• [DESCRIPTION OF THE TASK]
Here is the task for the records below: repeat exactly the lines from the one with "service. Storage and" to the one with "pub mod order;", both included, and nothing else.

• [RECORDS SHOWN]
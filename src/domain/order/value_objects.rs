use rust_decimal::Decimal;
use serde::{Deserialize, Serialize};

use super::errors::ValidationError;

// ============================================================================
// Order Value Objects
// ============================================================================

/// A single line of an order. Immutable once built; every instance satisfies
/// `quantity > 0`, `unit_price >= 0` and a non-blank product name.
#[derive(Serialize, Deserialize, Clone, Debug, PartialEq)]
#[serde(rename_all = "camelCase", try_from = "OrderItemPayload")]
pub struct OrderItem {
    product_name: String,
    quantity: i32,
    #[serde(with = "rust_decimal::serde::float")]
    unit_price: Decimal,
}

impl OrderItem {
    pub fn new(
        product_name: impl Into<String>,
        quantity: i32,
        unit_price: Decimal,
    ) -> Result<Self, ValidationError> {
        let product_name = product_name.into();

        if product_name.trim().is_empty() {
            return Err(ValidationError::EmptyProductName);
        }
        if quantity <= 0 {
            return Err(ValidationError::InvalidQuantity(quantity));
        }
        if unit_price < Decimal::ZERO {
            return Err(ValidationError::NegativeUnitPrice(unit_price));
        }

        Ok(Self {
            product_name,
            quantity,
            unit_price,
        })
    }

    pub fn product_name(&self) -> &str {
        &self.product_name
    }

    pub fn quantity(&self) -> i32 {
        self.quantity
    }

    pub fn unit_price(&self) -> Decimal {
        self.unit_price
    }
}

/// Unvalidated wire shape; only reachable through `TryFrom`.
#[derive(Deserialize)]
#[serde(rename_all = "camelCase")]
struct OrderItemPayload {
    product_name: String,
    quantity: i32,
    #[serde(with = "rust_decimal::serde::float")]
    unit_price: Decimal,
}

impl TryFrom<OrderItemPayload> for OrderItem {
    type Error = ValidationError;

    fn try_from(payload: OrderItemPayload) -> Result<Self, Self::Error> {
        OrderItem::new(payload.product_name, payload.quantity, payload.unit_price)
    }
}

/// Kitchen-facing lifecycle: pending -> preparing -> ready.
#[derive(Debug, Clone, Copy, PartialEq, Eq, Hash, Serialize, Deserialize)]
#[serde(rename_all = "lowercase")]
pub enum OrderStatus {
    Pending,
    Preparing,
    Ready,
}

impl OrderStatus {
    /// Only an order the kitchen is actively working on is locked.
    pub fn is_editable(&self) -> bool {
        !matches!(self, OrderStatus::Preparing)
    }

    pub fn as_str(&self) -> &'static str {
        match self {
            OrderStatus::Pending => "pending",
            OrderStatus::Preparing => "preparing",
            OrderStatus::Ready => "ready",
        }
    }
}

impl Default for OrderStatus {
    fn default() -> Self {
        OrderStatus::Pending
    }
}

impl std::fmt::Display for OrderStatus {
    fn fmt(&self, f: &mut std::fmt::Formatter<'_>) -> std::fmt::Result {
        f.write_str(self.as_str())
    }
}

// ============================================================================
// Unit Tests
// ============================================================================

---

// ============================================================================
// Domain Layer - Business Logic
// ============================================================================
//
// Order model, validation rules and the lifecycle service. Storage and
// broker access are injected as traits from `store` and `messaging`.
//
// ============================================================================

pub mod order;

• [EXERCISE SOLUTION]
// Order model, validation rules and the lifecycle service. Storage and
// broker access are injected as traits from `store` and `messaging`.
//
// ============================================================================

pub mod order;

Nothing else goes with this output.